This past week was one of those rare stretches of time where no new reading material arrived at the Library of Winkelman Abbey. That’s fine. I have more than enough unread books and magazines laying around to last me a decade.
Now that I have finally made it to the end of Dostoevsky’s The Brothers Karamazov and Giorno’s Great Demon Kings, I have turned my attention to shorter books, which is easy, because I can count on my fingers the books I own which are longer than The Brothers Karamazov.
For the past five years or more I have had subscriptions to the catalogs of various publishers of books in translation, which means for the past five years or more I have accumulated these books much faster than I have read them, and at this point I have well over a hundred works from Open Letter Books, Deep Vellum, Restless Books, And Other Stories, Two Lines Press, and Ugly Duckling Presse awaiting my attention.
In the past couple of years, as my lifestyle and available spending money have fluctuated, I have allowed my subscriptions to all but And Other Stories and Two Lines Press (and possibly Restless Books – it’s difficult to tell sometimes here in the Covid Years) to lapse. So now I have these shelves full of books sitting around unread as I slowly accumulate books from other places, and now I find that I need to archive some of the books on the shelves. As I only archive books I have completed, now is a good time to work through the backlog of these translated books.

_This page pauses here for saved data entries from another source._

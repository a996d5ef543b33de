//! ASCII DXF output.
//!
//! Laser and waterjet shops take DXF. Only the entities a plate needs are
//! written: `LINE` and `ARC`, one DXF layer per plate layer (`LAYER_<i>`).
//! Arcs stay arcs; nothing is flattened.
//!
//! The file is AutoCAD R12 flavoured (`AC1009`), which every CAM package
//! still reads. R12 has no units header; coordinates are millimetres and
//! have to be imported as such. The `CONTINUOUS` line type the layers use is
//! declared in an `LTYPE` table ahead of them.

use std::io::{self, Write};

use crate::geometry::Vector;
use crate::shape::{Drawing, DrawingSink, PersistentSink, Shape};

/// Drawing sink that persists to DXF on [`finalize`](PersistentSink::finalize).
#[derive(Debug, Clone, Default)]
pub struct DxfWriter {
    drawing: Drawing,
}

impl DxfWriter {
    pub fn new() -> Self {
        Self::default()
    }

    /// Write an already recorded drawing.
    pub fn from_drawing(drawing: Drawing) -> Self {
        Self { drawing }
    }
}

impl PersistentSink for DxfWriter {
    fn finalize<W: Write>(&self, destination: W) -> io::Result<()> {
        let mut out = DxfOutput { out: destination };
        out.header()?;
        out.section("TABLES")?;
        out.line_type_table()?;
        out.layer_table(self.drawing.layers.iter().map(|layer| layer.index))?;

        out.section("ENTITIES")?;
        for layer in &self.drawing.layers {
            let name = layer_name(layer.index);
            for shape in &layer.shapes {
                out.entity(&name, shape)?;
            }
        }
        out.end_section()?;

        out.pair(0, "EOF")?;
        out.out.flush()
    }
}

impl DrawingSink for DxfWriter {
    fn begin_layer(&mut self, layer: usize) {
        self.drawing.begin_layer(layer);
    }

    fn add_line(&mut self, start: Vector, end: Vector) {
        self.drawing.add_line(start, end);
    }

    fn add_arc(&mut self, center: Vector, radius: f64, start_angle: f64, sweep: f64) {
        self.drawing.add_arc(center, radius, start_angle, sweep);
    }
}

const LINE_TYPE: &str = "CONTINUOUS";

fn layer_name(index: usize) -> String {
    format!("LAYER_{index}")
}

/// Group-code/value pair writer.
struct DxfOutput<W> {
    out: W,
}

impl<W: Write> DxfOutput<W> {
    fn pair(&mut self, code: u16, value: impl std::fmt::Display) -> io::Result<()> {
        writeln!(self.out, "{code:>3}")?;
        writeln!(self.out, "{value}")
    }

    fn number(&mut self, code: u16, value: f64) -> io::Result<()> {
        self.pair(code, format_args!("{value:.6}"))
    }

    fn point(&mut self, code: u16, point: Vector) -> io::Result<()> {
        self.number(code, point.x)?;
        self.number(code + 10, point.y)?;
        self.number(code + 20, 0.0)
    }

    fn section(&mut self, name: &str) -> io::Result<()> {
        self.pair(0, "SECTION")?;
        self.pair(2, name)
    }

    fn end_section(&mut self) -> io::Result<()> {
        self.pair(0, "ENDSEC")
    }

    fn header(&mut self) -> io::Result<()> {
        self.section("HEADER")?;
        self.pair(9, "$ACADVER")?;
        self.pair(1, "AC1009")?;
        self.end_section()
    }

    fn line_type_table(&mut self) -> io::Result<()> {
        self.pair(0, "TABLE")?;
        self.pair(2, "LTYPE")?;
        self.pair(70, 1)?;
        self.pair(0, "LTYPE")?;
        self.pair(2, LINE_TYPE)?;
        self.pair(70, 0)?;
        self.pair(3, "Solid line")?;
        // alignment code, always 65 ('A')
        self.pair(72, 65)?;
        self.pair(73, 0)?;
        self.number(40, 0.0)?;
        self.pair(0, "ENDTAB")
    }

    /// Closes the `TABLES` section.
    fn layer_table(&mut self, layers: impl ExactSizeIterator<Item = usize>) -> io::Result<()> {
        self.pair(0, "TABLE")?;
        self.pair(2, "LAYER")?;
        self.pair(70, layers.len())?;
        for index in layers {
            self.pair(0, "LAYER")?;
            self.pair(2, layer_name(index))?;
            self.pair(70, 0)?;
            // cycle through the seven basic ACI colours
            self.pair(62, index % 7 + 1)?;
            self.pair(6, LINE_TYPE)?;
        }
        self.pair(0, "ENDTAB")?;
        self.end_section()
    }

    fn entity(&mut self, layer: &str, shape: &Shape) -> io::Result<()> {
        match *shape {
            Shape::Line { start, end } => {
                self.pair(0, "LINE")?;
                self.pair(8, layer)?;
                self.point(10, start)?;
                self.point(11, end)
            }
            Shape::Arc {
                center,
                radius,
                start_angle,
                sweep,
            } => {
                let (start, end) = arc_degrees(start_angle, sweep);
                self.pair(0, "ARC")?;
                self.pair(8, layer)?;
                self.point(10, center)?;
                self.number(40, radius)?;
                self.number(50, start)?;
                self.number(51, end)
            }
        }
    }
}

/// DXF arcs run counter-clockwise from start to end, both in `[0, 360)`.
fn arc_degrees(start_angle: f64, sweep: f64) -> (f64, f64) {
    let start = start_angle.to_degrees().rem_euclid(360.0);
    let end = (start + sweep.to_degrees()).rem_euclid(360.0);
    (start, end)
}

#[cfg(test)]
mod tests {
    use super::*;
    use approx::assert_relative_eq;
    use std::f64::consts::{FRAC_PI_2, PI};

    fn render(writer: &DxfWriter) -> String {
        let mut buffer = Vec::new();
        writer.finalize(&mut buffer).unwrap();
        String::from_utf8(buffer).unwrap()
    }

    /// The value lines that follow a given group code.
    fn values<'a>(dxf: &'a str, code: &str) -> Vec<&'a str> {
        let lines: Vec<&str> = dxf.lines().collect();
        lines
            .chunks(2)
            .filter(|pair| pair[0].trim() == code)
            .map(|pair| pair[1])
            .collect()
    }

    #[test]
    fn entities_land_on_their_layer() {
        let mut writer = DxfWriter::new();
        writer.begin_layer(0);
        writer.add_line(Vector::ZERO, Vector::new(10.0, 0.0));
        writer.begin_layer(1);
        writer.add_arc(Vector::new(5.0, 5.0), 2.0, 0.0, FRAC_PI_2);
        let dxf = render(&writer);

        let kinds = values(&dxf, "0");
        assert_eq!(kinds.iter().filter(|k| **k == "LINE").count(), 1);
        assert_eq!(kinds.iter().filter(|k| **k == "ARC").count(), 1);
        assert_eq!(kinds.last(), Some(&"EOF"));
        assert_eq!(values(&dxf, "8"), vec!["LAYER_0", "LAYER_1"]);
        assert!(values(&dxf, "2").contains(&"LAYER_1"));
    }

    #[test]
    fn arc_angles_are_degrees() {
        let mut writer = DxfWriter::new();
        writer.add_arc(Vector::ZERO, 1.0, 1.5 * PI, PI);
        let dxf = render(&writer);
        assert_eq!(values(&dxf, "50"), vec!["270.000000"]);
        assert_eq!(values(&dxf, "51"), vec!["90.000000"]);
        // the first 40 is the line type's pattern length
        assert_eq!(values(&dxf, "40"), vec!["0.000000", "1.000000"]);
    }

    #[test]
    fn arc_end_wraps_around() {
        let (start, end) = arc_degrees(-FRAC_PI_2, PI);
        assert_relative_eq!(start, 270.0, epsilon = 1e-9);
        assert_relative_eq!(end, 90.0, epsilon = 1e-9);
    }

    #[test]
    fn empty_drawing_is_still_a_valid_file() {
        let dxf = render(&DxfWriter::new());
        assert!(dxf.starts_with("  0\nSECTION\n  2\nHEADER\n"));
        assert!(dxf.ends_with("  0\nEOF\n"));
        // line type table of one, its entry, then an empty layer table
        assert_eq!(values(&dxf, "70"), vec!["1", "0", "0"]);
    }

    #[test]
    fn header_and_tables_stay_within_r12() {
        let mut writer = DxfWriter::new();
        writer.begin_layer(0);
        writer.add_line(Vector::ZERO, Vector::new(1.0, 0.0));
        let dxf = render(&writer);

        assert_eq!(values(&dxf, "9"), vec!["$ACADVER"]);
        assert!(!dxf.contains("$INSUNITS"));

        let names = values(&dxf, "2");
        let line_type = names.iter().position(|n| *n == "CONTINUOUS").unwrap();
        let layer = names.iter().position(|n| *n == "LAYER_0").unwrap();
        assert!(names[..line_type].contains(&"LTYPE"));
        assert!(line_type < layer);
        assert_eq!(values(&dxf, "6"), vec!["CONTINUOUS"]);
    }
}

In the past week I have finished three books – The Imagined Land by Eduardo Berti (Deep Vellum), Party Headquarters by Georgi Tenev (Open Letter Books), and Lion Cross Point by Masatsugu Ono (Two Lines Press). I am currently reading Permafrost by Eva Baltasar (And Other Stories), and hope to get in one more book before the end of the month. This is easy when the books are only 100 to 130 pages long, and at most 50,000 words, making most of them novellas or very short novels. For contrast, The Brothers Karamazov is approximately 364,000 words.

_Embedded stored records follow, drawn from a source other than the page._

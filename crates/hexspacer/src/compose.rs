//! Layer compositing: place stacked plates on one sheet.
//!
//! A series pack needs `n + 1` plates for `n` parallel groups. Rather than
//! one drawing per plate, the layers are nested: every layer is pushed right
//! by `layer · d`, and odd layers are lifted by the height of the even
//! layers minus `d`, so they sit interleaved above them. `d` is the
//! compaction distance.
//!
//! The compositor owns the drawing sink for a whole run. Each group is
//! synthesized completely before anything reaches the sink, so a failing
//! group leaves earlier layers untouched.

use std::io::{self, Write};

use log::debug;
use serde::Serialize;

use crate::config::PlateConfig;
use crate::error::{Error, Result};
use crate::geometry::{BoundingBox, Vector, merge_bounds};
use crate::group::Group;
use crate::hex::{GridCoord, HexLayout};
use crate::shape::{DrawingSink, PersistentSink, Shape, bounds_of};
use crate::synth::{OutlineStats, synthesize};

/// Where a layer ended up and what it contained.
#[derive(Debug, Clone, PartialEq, Serialize)]
pub struct PlacedLayer {
    pub layer: usize,
    pub cells: usize,
    pub offset: Vector,
    /// Bounds after translation, dilatation marks included.
    pub bounds: Option<BoundingBox>,
    pub connections: usize,
    pub shapes: usize,
    pub stats: OutlineStats,
}

/// Drives synthesis group by group and emits the placed result.
pub struct LayerCompositor<S> {
    sink: S,
    config: PlateConfig,
    layout: HexLayout,
    previous: Option<usize>,
    even_bounds: Option<BoundingBox>,
}

impl<S: DrawingSink> LayerCompositor<S> {
    pub fn new(sink: S, config: PlateConfig) -> Result<Self> {
        config.validate()?;
        let layout = HexLayout::from(&config);
        Ok(Self {
            sink,
            config,
            layout,
            previous: None,
            even_bounds: None,
        })
    }

    /// Synthesize one group and emit it at its layer position.
    ///
    /// Layer indices must strictly increase from call to call.
    pub fn push_group(&mut self, group: &Group) -> Result<PlacedLayer> {
        let layer = group.layer();
        if let Some(previous) = self.previous.filter(|&previous| layer <= previous) {
            return Err(Error::LayerOutOfOrder { layer, previous });
        }

        let outline = synthesize(group, &self.config)?;
        let local_bounds = bounds_of(&outline.shapes);
        let offset = self.offset_for(layer);
        if layer % 2 == 0 {
            self.even_bounds = merge_bounds(self.even_bounds, local_bounds);
        }

        let mut shapes: Vec<Shape> = outline.shapes.iter().map(|s| s.translate(offset)).collect();
        shapes.extend(self.dilatation_marks(group, offset));

        debug!(
            "layer {}: placed {} shapes at ({:.3}, {:.3})",
            layer,
            shapes.len(),
            offset.x,
            offset.y
        );
        self.sink.begin_layer(layer);
        for shape in &shapes {
            self.sink.add_shape(shape);
        }
        self.previous = Some(layer);

        Ok(PlacedLayer {
            layer,
            cells: group.len(),
            offset,
            bounds: bounds_of(&shapes),
            connections: outline.connections.len(),
            shapes: shapes.len(),
            stats: outline.stats,
        })
    }

    /// Push every group in order, stopping at the first failure.
    pub fn push_all<'g, I>(&mut self, groups: I) -> Result<Vec<PlacedLayer>>
    where
        I: IntoIterator<Item = &'g Group>,
    {
        groups.into_iter().map(|group| self.push_group(group)).collect()
    }

    /// Translation for a layer given the even layers emitted so far.
    fn offset_for(&self, layer: usize) -> Vector {
        let d = self.config.compaction_distance;
        let x = layer as f64 * d;
        if layer % 2 == 0 {
            Vector::new(x, 0.0)
        } else {
            let height = self.even_bounds.map_or(0.0, |b| b.height());
            Vector::new(x, height - d)
        }
    }

    fn dilatation_marks(&self, group: &Group, offset: Vector) -> Vec<Shape> {
        let Some(marks) = self.config.dilatation else {
            return Vec::new();
        };
        let half = Vector::from_angle(marks.angle_degrees.to_radians()) * (marks.length / 2.0);
        group
            .cells()
            .iter()
            .map(|cell| {
                let center = cell.position(&self.layout) + offset;
                Shape::line(center - half, center + half)
            })
            .collect()
    }

    pub fn into_sink(self) -> S {
        self.sink
    }
}

impl<S: PersistentSink> LayerCompositor<S> {
    /// Write every layer emitted so far to `destination`.
    pub fn finalize<W: Write>(&self, destination: W) -> io::Result<()> {
        self.sink.finalize(destination)
    }
}

/// Build the stacked plates of a pack and emit them all into `sink`.
///
/// See [`Group::stack`] for how the layers are formed.
pub fn compose_stack<S, G, C>(sink: S, config: PlateConfig, cell_sets: &[G]) -> Result<(S, Vec<PlacedLayer>)>
where
    S: DrawingSink,
    G: AsRef<[C]>,
    C: Into<GridCoord> + Copy,
{
    let groups = Group::stack(cell_sets)?;
    let mut compositor = LayerCompositor::new(sink, config)?;
    let placed = compositor.push_all(&groups)?;
    Ok((compositor.into_sink(), placed))
}

// ============================================================================
// TESTS
// ============================================================================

In writing news, I haven’t written anything new in the past week beyond some journaling, but I am beginning a round of edits for a couple of short stories which I hope to have in shape for submission by the beginning of May.
On the whole, the world is not necessarily a better place than it was a month ago, but some of the worst parts of it are gone, and sometimes a lack of bad things can be as energizing as the presence of good things. Selah.